START RECORDS SHOWN

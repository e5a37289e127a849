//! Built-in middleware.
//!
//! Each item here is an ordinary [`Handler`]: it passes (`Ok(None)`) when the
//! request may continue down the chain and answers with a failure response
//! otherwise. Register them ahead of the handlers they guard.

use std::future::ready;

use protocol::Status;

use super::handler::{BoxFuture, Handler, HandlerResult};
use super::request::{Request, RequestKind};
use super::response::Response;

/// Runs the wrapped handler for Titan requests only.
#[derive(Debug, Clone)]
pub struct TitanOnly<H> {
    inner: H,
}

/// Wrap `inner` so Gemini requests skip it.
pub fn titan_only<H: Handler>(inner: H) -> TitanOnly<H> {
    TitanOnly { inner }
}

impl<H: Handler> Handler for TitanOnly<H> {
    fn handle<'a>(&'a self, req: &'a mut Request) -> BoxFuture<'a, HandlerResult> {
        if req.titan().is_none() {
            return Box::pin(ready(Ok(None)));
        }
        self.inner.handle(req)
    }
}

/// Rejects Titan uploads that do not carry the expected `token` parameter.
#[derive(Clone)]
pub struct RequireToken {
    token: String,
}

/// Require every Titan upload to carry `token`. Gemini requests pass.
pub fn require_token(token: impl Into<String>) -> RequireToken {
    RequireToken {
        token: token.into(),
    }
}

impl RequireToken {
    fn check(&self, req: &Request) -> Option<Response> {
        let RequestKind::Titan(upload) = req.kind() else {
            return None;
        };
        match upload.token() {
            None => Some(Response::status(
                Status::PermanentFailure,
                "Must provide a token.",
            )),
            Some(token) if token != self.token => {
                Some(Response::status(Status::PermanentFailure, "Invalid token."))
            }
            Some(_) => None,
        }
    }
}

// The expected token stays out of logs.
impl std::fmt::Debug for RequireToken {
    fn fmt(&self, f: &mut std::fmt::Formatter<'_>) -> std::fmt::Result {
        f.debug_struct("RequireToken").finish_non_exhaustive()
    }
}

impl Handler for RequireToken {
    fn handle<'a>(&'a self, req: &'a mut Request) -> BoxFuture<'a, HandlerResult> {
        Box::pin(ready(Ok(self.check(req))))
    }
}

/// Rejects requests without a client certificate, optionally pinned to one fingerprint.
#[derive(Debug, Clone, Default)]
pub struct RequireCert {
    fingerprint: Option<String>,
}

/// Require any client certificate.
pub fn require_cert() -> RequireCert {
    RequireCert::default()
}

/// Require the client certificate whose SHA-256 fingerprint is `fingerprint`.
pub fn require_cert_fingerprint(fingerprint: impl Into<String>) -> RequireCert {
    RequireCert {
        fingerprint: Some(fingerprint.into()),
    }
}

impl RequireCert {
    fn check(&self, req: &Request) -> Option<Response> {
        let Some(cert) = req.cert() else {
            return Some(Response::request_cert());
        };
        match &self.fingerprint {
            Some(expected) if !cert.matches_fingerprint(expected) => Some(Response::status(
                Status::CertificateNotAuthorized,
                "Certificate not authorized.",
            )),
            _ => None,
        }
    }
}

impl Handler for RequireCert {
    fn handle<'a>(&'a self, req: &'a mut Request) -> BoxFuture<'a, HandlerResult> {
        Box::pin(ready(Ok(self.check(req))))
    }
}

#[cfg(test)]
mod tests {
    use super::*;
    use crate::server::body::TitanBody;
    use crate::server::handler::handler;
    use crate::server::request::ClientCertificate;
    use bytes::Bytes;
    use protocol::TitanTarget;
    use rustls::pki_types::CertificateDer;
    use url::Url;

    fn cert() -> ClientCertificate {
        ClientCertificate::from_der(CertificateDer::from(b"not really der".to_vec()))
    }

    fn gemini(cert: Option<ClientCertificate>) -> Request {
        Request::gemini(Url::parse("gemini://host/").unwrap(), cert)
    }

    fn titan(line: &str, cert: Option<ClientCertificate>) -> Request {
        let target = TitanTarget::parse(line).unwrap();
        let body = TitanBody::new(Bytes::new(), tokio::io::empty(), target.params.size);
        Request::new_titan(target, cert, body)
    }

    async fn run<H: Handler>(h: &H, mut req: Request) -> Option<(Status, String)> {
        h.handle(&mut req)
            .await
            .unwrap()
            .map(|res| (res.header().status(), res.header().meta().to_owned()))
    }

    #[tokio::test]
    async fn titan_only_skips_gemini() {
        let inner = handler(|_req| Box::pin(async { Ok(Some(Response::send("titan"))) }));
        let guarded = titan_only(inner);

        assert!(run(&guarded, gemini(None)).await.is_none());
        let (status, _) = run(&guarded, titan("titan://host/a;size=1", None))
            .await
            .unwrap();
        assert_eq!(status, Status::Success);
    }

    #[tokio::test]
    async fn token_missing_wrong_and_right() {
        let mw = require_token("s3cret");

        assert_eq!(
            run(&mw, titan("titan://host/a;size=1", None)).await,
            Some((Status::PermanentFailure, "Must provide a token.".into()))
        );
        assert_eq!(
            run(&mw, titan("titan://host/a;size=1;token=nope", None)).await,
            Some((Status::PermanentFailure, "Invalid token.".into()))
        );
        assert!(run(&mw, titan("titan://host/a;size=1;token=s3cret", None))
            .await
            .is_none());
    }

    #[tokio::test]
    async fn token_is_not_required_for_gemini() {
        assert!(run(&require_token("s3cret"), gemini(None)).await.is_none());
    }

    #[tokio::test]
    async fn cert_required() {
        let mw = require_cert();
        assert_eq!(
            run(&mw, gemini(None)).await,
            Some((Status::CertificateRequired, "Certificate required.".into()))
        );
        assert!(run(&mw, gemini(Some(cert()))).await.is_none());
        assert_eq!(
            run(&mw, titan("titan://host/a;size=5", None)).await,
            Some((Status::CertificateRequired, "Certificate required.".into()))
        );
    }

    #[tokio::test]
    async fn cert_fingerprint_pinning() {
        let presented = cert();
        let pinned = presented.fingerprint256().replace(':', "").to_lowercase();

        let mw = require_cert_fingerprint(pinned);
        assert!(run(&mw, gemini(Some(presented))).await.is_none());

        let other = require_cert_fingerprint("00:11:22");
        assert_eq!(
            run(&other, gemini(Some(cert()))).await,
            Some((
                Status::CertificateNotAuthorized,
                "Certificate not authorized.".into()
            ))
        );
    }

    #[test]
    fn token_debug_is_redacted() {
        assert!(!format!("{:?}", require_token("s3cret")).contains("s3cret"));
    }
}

END RECORDS SHOWN

#### [WORK REQUIRED]
Please copy out each line of the data in which the word "return" occurs.

#### [OUTPUT]
            return Box::pin(ready(Ok(None)));
            return None;
            return Some(Response::request_cert());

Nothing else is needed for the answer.